Third Dem Debate Leaves Major Health Care Questions Unanswered
For more than two hours Thursday night in Houston, 10 presidential candidates responded to questions in the latest Democratic debate. On health care, however, most of those responses didn’t include actual answers.
As in the past several contests, health care led off the debate discussion, and took a familiar theme: former vice president Joe Biden attacked his more liberal opponents for proposing costly policies, and they took turns bashing insurance companies to avoid explaining the details behind their proposals. Among the topics discussed during the health care portion of the debate are the following.
How Much—and Who Pays?
The problems, as Biden and other Democratic critics pointed out: First, it’s virtually impossible to pay for a single-payer health care system costing $30-plus trillion without raising taxes on the middle class.
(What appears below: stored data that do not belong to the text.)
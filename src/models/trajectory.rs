//! # Trajectory モジュール
//!
//! 減衰速度モデルによる弾道を計算します。
//!
//! 毎tick、位置に現在の速度を加えた後、速度を `drag_factor` 倍し、
//! 鉛直速度からさらに `gravity` を引きます。
//!
//! ```text
//! x(t+1)  = x(t) + Vx(t)
//! y(t+1)  = y(t) + Vy(t)
//! Vx(t+1) = Vx(t) * k
//! Vy(t+1) = Vy(t) * k - g
//! ```
//!
//! 逐次計算には [`Trajectory`] を、目標距離に到達する時刻を直接求めるには
//! 閉形式の [`time_to_distance`] / [`height_at`] / [`distance_at`] を使います。
//! 両者は整数tickで一致します。
//!
//! 鉛直方向の到達時刻は閉形式で解けないため、[`time_to_height`] は逐次計算で
//! 通過するtickを探して補間します。

use crate::models::common::math_utils;
use crate::models::physics::PhysicsParams;

/// 発射からの経過tickと砲口からの相対位置
#[derive(Debug, Clone, Copy, PartialEq)]
pub struct TrajectorySample {
    pub tick: u32,
    /// 水平方向の移動距離 [m]
    pub x: f64,
    /// 鉛直方向の変位 [m]
    pub y: f64,
}

/// 弾道の逐次計算
///
/// tick 1 から順に [`TrajectorySample`] を返す無限イテレータ。
#[derive(Debug, Clone)]
pub struct Trajectory {
    x: f64,
    y: f64,
    vx: f64,
    vy: f64,
    tick: u32,
    drag_factor: f64,
    gravity: f64,
}

impl Trajectory {
    /// 初速 V0 [m/s] と仰角 [deg] から弾道を開始する
    pub fn new(v0: f64, angle_deg: f64, physics: &PhysicsParams) -> Self {
        let (vx, vy) = initial_velocity(v0, angle_deg, physics);
        Self {
            x: 0.0,
            y: 0.0,
            vx,
            vy,
            tick: 0,
            drag_factor: physics.drag_factor,
            gravity: physics.gravity,
        }
    }
}

impl Iterator for Trajectory {
    type Item = TrajectorySample;

    fn next(&mut self) -> Option<Self::Item> {
        self.x += self.vx;
        self.y += self.vy;
        self.vx *= self.drag_factor;
        self.vy = self.vy * self.drag_factor - self.gravity;
        self.tick = self.tick.saturating_add(1);

        Some(TrajectorySample {
            tick: self.tick,
            x: self.x,
            y: self.y,
        })
    }
}

/// 1tickあたりの初速成分 (Vx0, Vy0)
pub fn initial_velocity(v0: f64, angle_deg: f64, physics: &PhysicsParams) -> (f64, f64) {
    let angle_rad = math_utils::deg_to_rad(angle_deg);
    let speed = physics.per_tick_speed(v0);
    (speed * angle_rad.cos(), speed * angle_rad.sin())
}

/// 水平距離 `distance` に到達するまでの時間 [tick]
///
/// 水平速度が尽きて届かない場合、距離が負（砲口の後方）の場合、
/// 結果が有限でない場合は `None`。
pub fn time_to_distance(vx0: f64, distance: f64, physics: &PhysicsParams) -> Option<f64> {
    if vx0 <= 0.0 || distance < 0.0 {
        return None;
    }
    let remaining = 1.0 - distance / (physics.decay_sum() * vx0);
    if remaining <= 0.0 {
        return None;
    }
    let t = remaining.ln() / physics.drag_factor.ln();
    if t.is_finite() && t >= 0.0 { Some(t) } else { None }
}

/// 時刻 `t` [tick] での鉛直位置
pub fn height_at(vy0: f64, t: f64, physics: &PhysicsParams) -> f64 {
    let terminal = physics.terminal_drop();
    (vy0 + terminal) * physics.decay_sum() * (1.0 - physics.drag_factor.powf(t)) - terminal * t
}

/// 時刻 `t` [tick] での水平位置
pub fn distance_at(vx0: f64, t: f64, physics: &PhysicsParams) -> f64 {
    vx0 * physics.decay_sum() * (1.0 - physics.drag_factor.powf(t))
}

/// 高さ `height` を最初に通過する時刻 [tick]
///
/// 通過した前後のtickの間を線形補間する。tick 0 の発射点そのものは通過とみなさない。
/// 下降しながら `height - drop_margin` より下に落ちた場合、
/// または `max_ticks_per_angle` 以内に通過しない場合は `None`。
pub fn time_to_height(v0: f64, angle_deg: f64, height: f64, physics: &PhysicsParams) -> Option<f64> {
    let mut previous_offset = -height;
    let mut previous_y = 0.0;

    for sample in Trajectory::new(v0, angle_deg, physics).take(physics.max_ticks_per_angle as usize) {
        let offset = sample.y - height;
        if (previous_offset > 0.0) != (offset > 0.0) {
            let t = (sample.tick - 1) as f64 + previous_offset / (previous_offset - offset);
            if t > 0.0 {
                return Some(t);
            }
        }
        if sample.y < previous_y && sample.y < height - physics.drop_margin {
            return None;
        }
        previous_offset = offset;
        previous_y = sample.y;
    }
    None
}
Second, even though Sanders has proposed some tax increases on middle class Americans, he hasn’t proposed nearly enough to pay for the full cost of his plan.
Third, a 2016 analysis by a former Clinton administration official found that, if Sanders did use tax increases to pay for his entire plan, 71 percent of households would become worse off under his plan compared to the status quo. All of this might explain why Sanders has yet to ask the Congressional Budget Office for a score of his single-payer legislation: He knows the truth about the cost of his bill—but doesn’t want the public to find out.
Keep Your Insurance, or Your Doctor?
Believe it or not, Biden once again repeated the mantra that got his former boss Barack Obama in trouble, claiming that if people liked their current insurance, they could keep it under his plan. In reality, however, Biden’s plan would likely lead millions to lose their current coverage; one 2009 estimate concluded that a proposal similar to Biden’s would see a reduction in private coverage of 119.1 million Americans.
For his part, Sanders and Warren claimed that while private insurance would go away under a single-payer plan, people would still have the right to retain their current doctors and medical providers. Unfortunately, however, they can no more promise that than Biden can promise people can keep their insurance. Doctors would have many reasons to drop out of a government-run health plan, or leave medicine altogether, including more work, less pay, and more burdensome government regulations.
Supporting Obamacare (Sometimes)
While attacking Sanders’ plan as costly and unrealistic, Biden also threw shade in Warren’s direction. Alluding to the fact that the Massachusetts senator has yet to come up with a health plan of her own, Biden noted that “I know that the senator says she’s for Bernie. Well, I’m for Barack.”
Biden’s big problem: He wasn’t for Obamacare—at least not for paying for it. As I have previously noted, Biden and his wife Jill specifically structured their business dealings to avoid paying nearly $500,000 in self-employment taxes—taxes that fund both Obamacare and Medicare.
A March to Government-Run Care
I’ll give the last word to my former boss, who summed up the “contrasts” among Democrats on health care.
As I have previously noted, even the “moderate” proposals would ultimately sabotage private coverage, driving everyone into a government-run system. And the many unanswered questions that Democratic candidates refuse to answer about that government-run health system provide reason enough for the American people to reject all the proposals on offer.